In a 6m bed you should get 2 grape vines or 2 berry vines planted about 2m in from each end. Or if you build really strong tall trellises you could squeeze in 3 vines so long as the orientation is correct (I go into that further down).

Remember that some berries fruit on 1 or sometimes 2yr old wood so they need to be allowed to grow their canes as long as required. They ramble all over the place. The canes are folded back over themselves at the end of the trellis. Canes can end up 10m long, all folded back over themselves repeatedly which is why the plant spacings are so wide.
Other berries fruit on fresh canes so spend a good portion of the year with little to no growth. Then in their short season they grow like crazy all over the shop & make a huge mess of canes which you tie back onto very strong trellises so they don't grasp & imprison you as you walk past.
You need to make room for those habits or you wont get any fruit off either type. Your inter rows need to be around 2m wide at least. Commercial crops are around 3-4m inter rows.

Your grapes are quite tame by comparison although they hate to be shaded by their neighbouring row or trellis. They just need to be tied to their trellis & have the extra leafy growth snipped off periodically to allow air into the guts of the vine so pollination can occur & the fruit doesn't go mouldy. Then after fruiting the whole grape vine is pruned back to the main trunk & left to go dormant for several months.

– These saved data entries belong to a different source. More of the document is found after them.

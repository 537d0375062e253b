//! Per-connection protocol handling.
//!
//! Grounded on `kumod::smtp_server::SmtpServer::read_line`'s
//! read-buffer-and-scan idiom (adapted here to netstring frames via
//! `sts_protocol::Decoder`) and on the `tokio::sync::mpsc` FIFO idiom used
//! elsewhere in the workspace for ordered delivery. Each parsed request is
//! handed to its own task tracked in a `JoinSet`; the task's `oneshot`
//! receiver is pushed onto the FIFO in parse order, and a single sender
//! task drains the FIFO strictly in order, so replies reach the wire in
//! the order their requests arrived even though resolution runs
//! concurrently. On connection teardown the `JoinSet` is aborted so that
//! no resolution keeps running (or writes to the cache) on behalf of a
//! connection that is already gone.

use bytes::Bytes;
use dns_resolver::Resolver;
use mta_sts::{resolve, Domain, FetchResult, HttpGetter, PolicyMode};
use std::sync::Arc;
use sts_cache::{Cache, CacheEntry};
use sts_protocol::Decoder;
use tokio::io::{AsyncReadExt, AsyncWriteExt};
use tokio::net::TcpStream;
use tokio::sync::{mpsc, oneshot};

use crate::shutdown::{Activity, ShutdownSubscription};
use crate::zones::ZoneRegistry;

const READ_CHUNK: usize = 4096;
const FIFO_DEPTH: usize = 256;

pub struct AppState {
    pub cache: Cache,
    pub zones: ZoneRegistry,
    pub resolver: Arc<dyn Resolver>,
    pub getter: Arc<dyn HttpGetter>,
}

enum Pending {
    Reply(oneshot::Receiver<Bytes>),
    Terminate,
}

pub async fn handle_connection(
    socket: TcpStream,
    state: Arc<AppState>,
    mut shutdown: ShutdownSubscription,
) {
    let _activity = Activity::get_opt();
    let (fifo_tx, fifo_rx) = mpsc::channel::<Pending>(FIFO_DEPTH);
    let (mut read_half, write_half) = socket.into_split();

    let sender = tokio::spawn(run_sender(write_half, fifo_rx));

    let mut decoder = Decoder::new(sts_protocol::DEFAULT_MAX_FRAME_LEN);
    let mut buf = [0u8; READ_CHUNK];
    let mut tasks = tokio::task::JoinSet::new();

    'reader: loop {
        tokio::select! {
            _ = shutdown.shutting_down() => {
                break 'reader;
            }
            result = read_half.read(&mut buf) => {
                let n = match result {
                    Ok(0) => break 'reader,
                    Ok(n) => n,
                    Err(err) => {
                        tracing::debug!(%err, "connection read error");
                        break 'reader;
                    }
                };

                decoder.push(&buf[..n]);
                loop {
                    match decoder.next_frame() {
                        Ok(Some(frame)) => {
                            let (tx, rx) = oneshot::channel();
                            let state = state.clone();
                            tasks.spawn(async move {
                                let reply = process_request(&frame, &state).await;
                                let _ = tx.send(reply);
                            });
                            if fifo_tx.send(Pending::Reply(rx)).await.is_err() {
                                break 'reader;
                            }
                        }
                        Ok(None) => break,
                        Err(err) => {
                            tracing::debug!(%err, "protocol error, terminating connection");
                            let _ = fifo_tx.send(Pending::Terminate).await;
                            break 'reader;
                        }
                    }
                }
            }
        }
    }

    // Cancel any resolution still in flight for this connection before
    // draining the sender: an aborted task is cancelled at its next await
    // point, which frees its DNS/HTTPS sockets and drops it out of its
    // `cache::get_or_compute` closure before any cache write, and its
    // queued oneshot resolves to `Err`, which the sender discards as a
    // dropped reply rather than hanging on it.
    tasks.abort_all();
    drop(fifo_tx);
    let _ = sender.await;
}

async fn run_sender(
    mut write_half: tokio::net::tcp::OwnedWriteHalf,
    mut fifo_rx: mpsc::Receiver<Pending>,
) {
    while let Some(pending) = fifo_rx.recv().await {
        match pending {
            Pending::Reply(rx) => {
                let Ok(bytes) = rx.await else {
                    // resolution task panicked or was dropped; treat as a
                    // fail-closed NOTFOUND rather than desync the stream.
                    continue;
                };
                if write_half.write_all(&bytes).await.is_err() {
                    break;
                }
            }
            Pending::Terminate => break,
        }
    }
}

async fn process_request(frame: &[u8], state: &AppState) -> Bytes {
    let request = latin1_to_string(frame);
    let (zone_name, domain_raw) = match request.split_once(' ') {
        Some((zone, domain)) => (zone, domain),
        None => ("", request.as_str()),
    };

    let Some(domain) = Domain::parse(domain_raw) else {
        return encode_reply("NOTFOUND ");
    };

    let zone = state.zones.lookup(zone_name);
    tracing::debug!(
        domain = domain.as_str(),
        zone = zone_name,
        timeout = %humantime::format_duration(zone.timeout),
        "resolving mta-sts policy"
    );

    // The get-resolve-store cycle runs inside `get_or_compute` so that
    // concurrent requests for the same domain (on this connection or any
    // other) coalesce onto a single in-flight resolution.
    let cache = &state.cache;
    let resolver = state.resolver.clone();
    let getter = state.getter.clone();
    let timeout = zone.timeout;
    let compute_domain = domain.clone();

    let entry = cache
        .get_or_compute(domain.clone(), move || async move {
            let cached = cache.get(&compute_domain);
            let latest_pol_id = cached.as_ref().map(|entry| entry.pol_id.as_str());

            let fetch_result = resolve(
                compute_domain.as_str(),
                latest_pol_id,
                &*resolver,
                &*getter,
                timeout,
            )
            .await;

            match fetch_result {
                FetchResult::Valid(pol_id, pol_body) => {
                    let entry = CacheEntry::new(pol_id, pol_body);
                    cache.set(compute_domain.clone(), entry.clone());
                    Some(entry)
                }
                FetchResult::NotChanged => match cached {
                    Some(entry) => {
                        let refreshed = entry.refreshed();
                        cache.set(compute_domain.clone(), refreshed.clone());
                        Some(refreshed)
                    }
                    None => {
                        // The resolver only returns NotChanged when it was
                        // handed a latest_pol_id, which only happens when
                        // `cached` was Some. Seeing this combination means a
                        // bug upstream.
                        tracing::error!(
                            domain = compute_domain.as_str(),
                            "resolver returned NotChanged with no cached entry"
                        );
                        None
                    }
                },
                FetchResult::None | FetchResult::FetchError => cached,
            }
        })
        .await;

    let Some(entry) = entry else {
        return encode_reply("NOTFOUND ");
    };

    if !entry.is_live(std::time::Instant::now()) {
        return encode_reply("NOTFOUND ");
    }

    match entry.pol_body.mode {
        PolicyMode::None => encode_reply("NOTFOUND "),
        PolicyMode::Testing if !zone.strict_testing => encode_reply("NOTFOUND "),
        PolicyMode::Testing | PolicyMode::Enforce => {
            let mut mx: Vec<&str> = entry
                .pol_body
                .mx
                .iter()
                .map(|m| m.strip_prefix('*').unwrap_or(m))
                .collect();
            mx.sort_unstable();
            mx.dedup();
            encode_reply(&format!("OK secure match={}", mx.join(":")))
        }
    }
}

fn latin1_to_string(bytes: &[u8]) -> String {
    bytes.iter().map(|&b| b as char).collect()
}

fn encode_reply(payload: &str) -> Bytes {
    Bytes::from(sts_protocol::encode(payload.as_bytes()))
}
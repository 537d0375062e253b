//! TCP accept loop, grounded on `kumod::smtp_server::EsmtpListenerParams::run`:
//! bind once, then loop `accept()` against a shutdown subscription, spawning
//! one `handle_connection` task per accepted socket. A transient accept
//! error is logged and the loop continues.

use crate::connection::{handle_connection, AppState};
use crate::shutdown::ShutdownSubscription;
use std::sync::Arc;
use tokio::net::TcpListener;

/// Bind the listening socket. Split out from `serve` so that a bind
/// failure can be propagated to the caller (and a non-zero exit code)
/// before anything is spawned, since a bind error is fatal at startup.
pub async fn bind(host: &str, port: u16) -> anyhow::Result<TcpListener> {
    let addr = format!("{host}:{port}");
    let listener = TcpListener::bind(&addr)
        .await
        .map_err(|err| anyhow::anyhow!("failed to bind to {addr}: {err}"))?;
    tracing::info!(%addr, "sts-resolverd listening");
    Ok(listener)
}

pub async fn serve(listener: TcpListener, state: Arc<AppState>) -> anyhow::Result<()> {
    let addr = listener
        .local_addr()
        .map(|addr| addr.to_string())
        .unwrap_or_else(|_| "<unknown>".to_string());
    let mut shutting_down = ShutdownSubscription::get();

    loop {
        tokio::select! {
            _ = shutting_down.shutting_down() => {
                tracing::info!("listener on {addr} stopping");
                return Ok(());
            }
            result = listener.accept() => {
                match result {
                    Ok((socket, peer)) => {
                        let state = state.clone();
                        let conn_shutdown = ShutdownSubscription::get();
                        tokio::spawn(async move {
                            tracing::debug!(%peer, "accepted connection");
                            handle_connection(socket, state, conn_shutdown).await;
                            tracing::debug!(%peer, "connection closed");
                        });
                    }
                    Err(err) => {
                        tracing::error!(%err, "transient accept error");
                    }
                }
            }
        }
    }
}
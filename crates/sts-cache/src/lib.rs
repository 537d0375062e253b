//! The bounded LRU policy cache, with single-flight coalescing across
//! concurrent callers resolving the same domain.
//!
//! Built on `lruttl::LruCacheWithTtl`, a generic LRU+TTL data structure,
//! but deliberately does not let it expire entries on
//! `max_age`: an entry whose `max_age` has elapsed must remain retrievable
//! so it can still serve as a conditional-fetch witness (its `pol_id` is
//! compared against a fresh TXT lookup). Only a very long backstop TTL and
//! plain LRU capacity bound the cache's lifetime and size.

use dashmap::DashMap;
use mta_sts::{Domain, PolicyBody};
use std::future::Future;
use std::sync::Arc;
use std::time::{Duration, Instant};
use tokio::sync::OnceCell;

/// Entries older than this are dropped even as a conditional-fetch
/// witness. Bounds unbounded growth from domains that are queried once
/// and never again, independent of LRU capacity.
const BACKSTOP_TTL: Duration = Duration::from_secs(60 * 60 * 24 * 30);

#[derive(Clone, Debug)]
pub struct CacheEntry {
    pub inserted_at: Instant,
    pub pol_id: String,
    pub pol_body: Arc<PolicyBody>,
}

impl CacheEntry {
    pub fn new(pol_id: String, pol_body: Arc<PolicyBody>) -> Self {
        Self {
            inserted_at: Instant::now(),
            pol_id,
            pol_body,
        }
    }

    /// Same id/body, timestamp reset to now — used when a conditional
    /// fetch reports the policy id is unchanged.
    pub fn refreshed(&self) -> Self {
        Self {
            inserted_at: Instant::now(),
            pol_id: self.pol_id.clone(),
            pol_body: self.pol_body.clone(),
        }
    }

    /// True when `T + max_age >= now`, i.e. usable for a policy decision
    /// rather than merely as a conditional-fetch witness.
    pub fn is_live(&self, now: Instant) -> bool {
        self.inserted_at + Duration::from_secs(self.pol_body.max_age) >= now
    }
}

pub struct Cache {
    store: lruttl::LruCacheWithTtl<Domain, CacheEntry>,
    flights: DashMap<Domain, Arc<OnceCell<Option<CacheEntry>>>>,
}

impl Cache {
    pub fn new(capacity: usize) -> Self {
        Self {
            store: lruttl::LruCacheWithTtl::new_named("mta-sts-policy", capacity),
            flights: DashMap::new(),
        }
    }

    pub fn get(&self, domain: &Domain) -> Option<CacheEntry> {
        self.store.get(domain)
    }

    pub fn set(&self, domain: Domain, entry: CacheEntry) {
        self.store.insert(domain, entry, Instant::now() + BACKSTOP_TTL);
    }

    /// Run `compute` for `domain`, guaranteeing that at most one call to
    /// `compute` is in flight per domain at a time; other concurrent
    /// callers for the same domain await that single computation instead
    /// of starting their own.
    ///
    /// `compute` is expected to perform the full get-resolve-store cycle
    /// (it is handed no arguments, so it must close over whatever
    /// cache/resolver state it needs) and return the resulting entry, or
    /// `None` if no usable entry resulted.
    pub async fn get_or_compute<F, Fut>(&self, domain: Domain, compute: F) -> Option<CacheEntry>
    where
        F: FnOnce() -> Fut,
        Fut: Future<Output = Option<CacheEntry>>,
    {
        let cell = self
            .flights
            .entry(domain.clone())
            .or_insert_with(|| Arc::new(OnceCell::new()))
            .clone();

        let result = cell.get_or_init(compute).await.clone();

        // Once this flight has landed, drop its marker so that the next
        // cold call starts a fresh computation rather than replaying this
        // one's (possibly now-stale) result.
        self.flights.remove_if(&domain, |_, v| Arc::ptr_eq(v, &cell));

        result
    }
}

#[cfg(test)]
mod test {
    use super::*;
    use mta_sts::PolicyMode;
    use std::sync::atomic::{AtomicUsize, Ordering};

    fn sample_entry() -> CacheEntry {
        CacheEntry::new(
            "abc".to_string(),
            Arc::new(PolicyBody {
                mode: PolicyMode::Enforce,
                mx: vec!["mail.example.com".to_string()],
                max_age: 86400,
            }),
        )
    }

    #[test]
    fn get_set_roundtrip() {
        let cache = Cache::new(10);
        let domain = Domain::parse("example.com").unwrap();
        assert!(cache.get(&domain).is_none());
        cache.set(domain.clone(), sample_entry());
        let entry = cache.get(&domain).unwrap();
        assert_eq!(entry.pol_id, "abc");
        assert!(entry.is_live(Instant::now()));
    }

    #[test]
    fn stale_entry_is_not_live_but_still_gettable() {
        let entry = CacheEntry {
            inserted_at: Instant::now() - Duration::from_secs(100),
            pol_id: "abc".to_string(),
            pol_body: Arc::new(PolicyBody {
                mode: PolicyMode::Enforce,
                mx: vec!["mail.example.com".to_string()],
                max_age: 10,
            }),
        };
        assert!(!entry.is_live(Instant::now()));

        let cache = Cache::new(10);
        let domain = Domain::parse("example.com").unwrap();
        cache.set(domain.clone(), entry);
        assert!(cache.get(&domain).is_some());
    }

    #[tokio::test(flavor = "multi_thread", worker_threads = 4)]
    async fn single_flight_runs_compute_once() {
        let cache = Arc::new(Cache::new(10));
        let domain = Domain::parse("example.com").unwrap();
        let calls = Arc::new(AtomicUsize::new(0));

        let mut handles = vec![];
        for _ in 0..8 {
            let cache = cache.clone();
            let domain = domain.clone();
            let calls = calls.clone();
            handles.push(tokio::spawn(async move {
                cache
                    .get_or_compute(domain, || async move {
                        calls.fetch_add(1, Ordering::SeqCst);
                        tokio::time::sleep(Duration::from_millis(20)).await;
                        Some(sample_entry())
                    })
                    .await
            }));
        }

        for handle in handles {
            assert!(handle.await.unwrap().is_some());
        }
        assert_eq!(calls.load(Ordering::SeqCst), 1);
    }

    #[tokio::test]
    async fn later_cold_call_recomputes() {
        let cache = Cache::new(10);
        let domain = Domain::parse("example.com").unwrap();
        let calls = Arc::new(AtomicUsize::new(0));

        for _ in 0..2 {
            let calls = calls.clone();
            cache
                .get_or_compute(domain.clone(), || async move {
                    calls.fetch_add(1, Ordering::SeqCst);
                    Some(sample_entry())
                })
                .await;
        }

        assert_eq!(calls.load(Ordering::SeqCst), 2);
    }
}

One thing to keep in mind about all those vine crops is that over a couple years they will get quite tall. Their trellises need to be built at least 2m tall (2.5m is better) with a T-bar across the top of every post. So a 6m trellis will have 7posts & probably 6 horizontal running wires plus 2 wires running through the T-bars over the top to tie the vines to. These trellises will then shade any garden bed in winter that is too close.

Also you need to think about the orientation. The best orientation for vines is north south or actually slightly east of north to slightly west of south in this end of Queensland. That way each side get aprox the sae amount of sunlight every day through winter & summer. If you run them east west you will have a cold side that wont grow anything & the whole plant will keep straying out to the east side of the trellis & become lop-sided.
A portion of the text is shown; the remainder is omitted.